Throughout the listing below, show every line in which "written" occurs.

◆ ◆ ◆

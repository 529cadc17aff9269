//! Error types for the CLI runtime.

use std::io;
use std::sync::Arc;

use camino::Utf8PathBuf;
use faultmap_catalog::CatalogError;
use faultmap_config::ConfigError;
use faultmap_report::AnalysisError;
use thiserror::Error;

use crate::telemetry::TelemetryError;

/// Failures that end a faultmap run with a non-zero exit code.
#[derive(Debug, Error)]
pub enum AppError {
    /// Configuration layering failed.
    #[error("failed to load configuration: {0}")]
    LoadConfiguration(Arc<ortho_config::OrthoError>),
    /// The layered configuration is semantically invalid.
    #[error("invalid configuration: {0}")]
    InvalidConfiguration(#[from] ConfigError),
    /// Telemetry could not be installed.
    #[error(transparent)]
    Telemetry(#[from] TelemetryError),
    /// The error catalog could not be loaded.
    #[error(transparent)]
    Catalog(#[from] CatalogError),
    /// An input file could not be opened or read.
    #[error("failed to read {path}: {source}")]
    ReadInput {
        /// The input file.
        path: Utf8PathBuf,
        /// Underlying error.
        source: io::Error,
    },
    /// The handler list is not a valid YAML sequence of descriptors.
    #[error("failed to parse handler list {path}: {message}")]
    ParseHandlers {
        /// The handler list file.
        path: Utf8PathBuf,
        /// Parser diagnostic.
        message: String,
    },
    /// The analysis itself failed.
    #[error(transparent)]
    Analysis(#[from] AnalysisError),
    /// The reports could not be serialised.
    #[error("failed to serialise reports: {0}")]
    Serialise(String),
    /// The reports could not be written.
    #[error("failed to write reports to {destination}: {source}")]
    WriteOutput {
        /// File path, or `-` for standard output.
        destination: String,
        /// Underlying error.
        source: io::Error,
    },
}
use std::collections::HashMap;
use std::mem::replace;
use std::sync::Arc;
use parking_lot::RwLock;
use bytes::Bytes;
use chain::IndexedBlock;
use crypto::Multiset;
use hash::H256;
use storage::{AcceptanceData, BlockStatus, GhostdagData, UTXODiff};
use kv::{Key, KeyState, KeyValue, KeyValueDatabase, Operation, Transaction, Value};

#[derive(Default)]
struct InnerDatabase {
	block: HashMap<H256, KeyState<IndexedBlock>>,
	block_status: HashMap<H256, KeyState<BlockStatus>>,
	ghostdag: HashMap<H256, KeyState<GhostdagData>>,
	utxo_diff: HashMap<H256, KeyState<(UTXODiff, Option<H256>)>>,
	multiset: HashMap<H256, KeyState<Multiset>>,
	reachability: HashMap<H256, KeyState<Bytes>>,
	acceptance_data: HashMap<H256, KeyState<AcceptanceData>>,
}

#[derive(Default)]
pub struct MemoryDatabase {
	db: RwLock<InnerDatabase>,
}

impl MemoryDatabase {
	/// Moves everything written so far out as a single transaction,
	/// leaving the database empty. Used to flush a staging overlay into
	/// its backing database.
	pub fn drain_transaction(&self) -> Transaction {
		let mut db = self.db.write();

		let block = replace(&mut db.block, HashMap::default()).into_iter()
			.flat_map(|(key, state)| into_operation(state, key, KeyValue::Block, Key::Block));

		let block_status = replace(&mut db.block_status, HashMap::default()).into_iter()
			.flat_map(|(key, state)| into_operation(state, key, KeyValue::BlockStatus, Key::BlockStatus));

		let ghostdag = replace(&mut db.ghostdag, HashMap::default()).into_iter()
			.flat_map(|(key, state)| into_operation(state, key, KeyValue::Ghostdag, Key::Ghostdag));

		let utxo_diff = replace(&mut db.utxo_diff, HashMap::default()).into_iter()
			.flat_map(|(key, state)| into_operation(state, key, KeyValue::UtxoDiff, Key::UtxoDiff));

		let multiset = replace(&mut db.multiset, HashMap::default()).into_iter()
			.flat_map(|(key, state)| into_operation(state, key, KeyValue::Multiset, Key::Multiset));

		let reachability = replace(&mut db.reachability, HashMap::default()).into_iter()
			.flat_map(|(key, state)| into_operation(state, key, KeyValue::Reachability, Key::Reachability));

		let acceptance_data = replace(&mut db.acceptance_data, HashMap::default()).into_iter()
			.flat_map(|(key, state)| into_operation(state, key, KeyValue::AcceptanceData, Key::AcceptanceData));

		Transaction {
			operations: block
				.chain(block_status)
				.chain(ghostdag)
				.chain(utxo_diff)
				.chain(multiset)
				.chain(reachability)
				.chain(acceptance_data)
				.collect(),
		}
	}

	pub fn is_known(&self, key: &Key) -> bool {
		match self.get(key) {
			Ok(KeyState::Unknown) | Err(_) => false,
			_ => true,
		}
	}
}

fn into_operation<V, I, D>(state: KeyState<V>, key: H256, insert: I, delete: D) -> Option<Operation>
	where I: FnOnce(H256, V) -> KeyValue, D: FnOnce(H256) -> Key {
	match state {
		KeyState::Insert(value) => Some(Operation::Insert(insert(key, value))),
		KeyState::Delete => Some(Operation::Delete(delete(key))),
		KeyState::Unknown => None,
	}
}

impl KeyValueDatabase for MemoryDatabase {
	fn write(&self, tx: Transaction) -> Result<(), String> {
		let mut db = self.db.write();
		for op in tx.operations.into_iter() {
			match op {
				Operation::Insert(insert) => match insert {
					KeyValue::Block(key, value) => { db.block.insert(key, KeyState::Insert(value)); },
					KeyValue::BlockStatus(key, value) => { db.block_status.insert(key, KeyState::Insert(value)); },
					KeyValue::Ghostdag(key, value) => { db.ghostdag.insert(key, KeyState::Insert(value)); },
					KeyValue::UtxoDiff(key, value) => { db.utxo_diff.insert(key, KeyState::Insert(value)); },
					KeyValue::Multiset(key, value) => { db.multiset.insert(key, KeyState::Insert(value)); },
					KeyValue::Reachability(key, value) => { db.reachability.insert(key, KeyState::Insert(value)); },
					KeyValue::AcceptanceData(key, value) => { db.acceptance_data.insert(key, KeyState::Insert(value)); },
				},
				Operation::Delete(delete) => match delete {
					Key::Block(key) => { db.block.insert(key, KeyState::Delete); },
					Key::BlockStatus(key) => { db.block_status.insert(key, KeyState::Delete); },
					Key::Ghostdag(key) => { db.ghostdag.insert(key, KeyState::Delete); },
					Key::UtxoDiff(key) => { db.utxo_diff.insert(key, KeyState::Delete); },
					Key::Multiset(key) => { db.multiset.insert(key, KeyState::Delete); },
					Key::Reachability(key) => { db.reachability.insert(key, KeyState::Delete); },
					Key::AcceptanceData(key) => { db.acceptance_data.insert(key, KeyState::Delete); },
				},
			}
		}
		Ok(())
	}

	fn get(&self, key: &Key) -> Result<KeyState<Value>, String> {
		let db = self.db.read();
		let result = match *key {
			Key::Block(ref key) => db.block.get(key).cloned().unwrap_or_default().map(Value::Block),
			Key::BlockStatus(ref key) => db.block_status.get(key).cloned().unwrap_or_default().map(Value::BlockStatus),
			Key::Ghostdag(ref key) => db.ghostdag.get(key).cloned().unwrap_or_default().map(Value::Ghostdag),
			Key::UtxoDiff(ref key) => db.utxo_diff.get(key).cloned().unwrap_or_default().map(Value::UtxoDiff),
			Key::Multiset(ref key) => db.multiset.get(key).cloned().unwrap_or_default().map(Value::Multiset),
			Key::Reachability(ref key) => db.reachability.get(key).cloned().unwrap_or_default().map(Value::Reachability),
			Key::AcceptanceData(ref key) => db.acceptance_data.get(key).cloned().unwrap_or_default().map(Value::AcceptanceData),
		};

		Ok(result)
	}
}

/// Clonable `Arc` wrapper around the memory database.
#[derive(Default)]
pub struct SharedMemoryDatabase {
	db: Arc<MemoryDatabase>,
}

impl Clone for SharedMemoryDatabase {
	fn clone(&self) -> Self {
		SharedMemoryDatabase {
			db: self.db.clone(),
		}
	}
}

impl KeyValueDatabase for SharedMemoryDatabase {
	fn write(&self, tx: Transaction) -> Result<(), String> {
		self.db.write(tx)
	}

	fn get(&self, key: &Key) -> Result<KeyState<Value>, String> {
		self.db.get(key)
	}
}

#[cfg(test)]
mod tests {
	use hash::H256;
	use storage::BlockStatus;
	use kv::{Key, KeyState, KeyValue, KeyValueDatabase, Transaction};
	use super::MemoryDatabase;

	#[test]
	fn test_memory_database_insert_get_delete() {
		let db = MemoryDatabase::default();
		let hash = H256::from(1u8);

		let mut tx = Transaction::new();
		tx.insert(KeyValue::BlockStatus(hash, BlockStatus::Valid));
		db.write(tx).unwrap();

		match db.get(&Key::BlockStatus(hash)).unwrap() {
			KeyState::Insert(value) => assert_eq!(value.as_block_status(), Some(BlockStatus::Valid)),
			_ => panic!("expected insert state"),
		}

		let mut tx = Transaction::new();
		tx.delete(Key::BlockStatus(hash));
		db.write(tx).unwrap();

		match db.get(&Key::BlockStatus(hash)).unwrap() {
			KeyState::Delete => (),
			_ => panic!("expected delete state"),
		}
	}

	#[test]
	fn test_drain_transaction_empties_database() {
		let db = MemoryDatabase::default();
		let mut tx = Transaction::new();
		tx.insert(KeyValue::BlockStatus(H256::from(1u8), BlockStatus::Valid));
		db.write(tx).unwrap();

		let drained = db.drain_transaction();
		assert_eq!(drained.operations.len(), 1);
		assert!(db.drain_transaction().is_empty());
	}
}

◆ ◆ ◆

Exercise answer:
    /// The reports could not be written.
	/// Moves everything written so far out as a single transaction,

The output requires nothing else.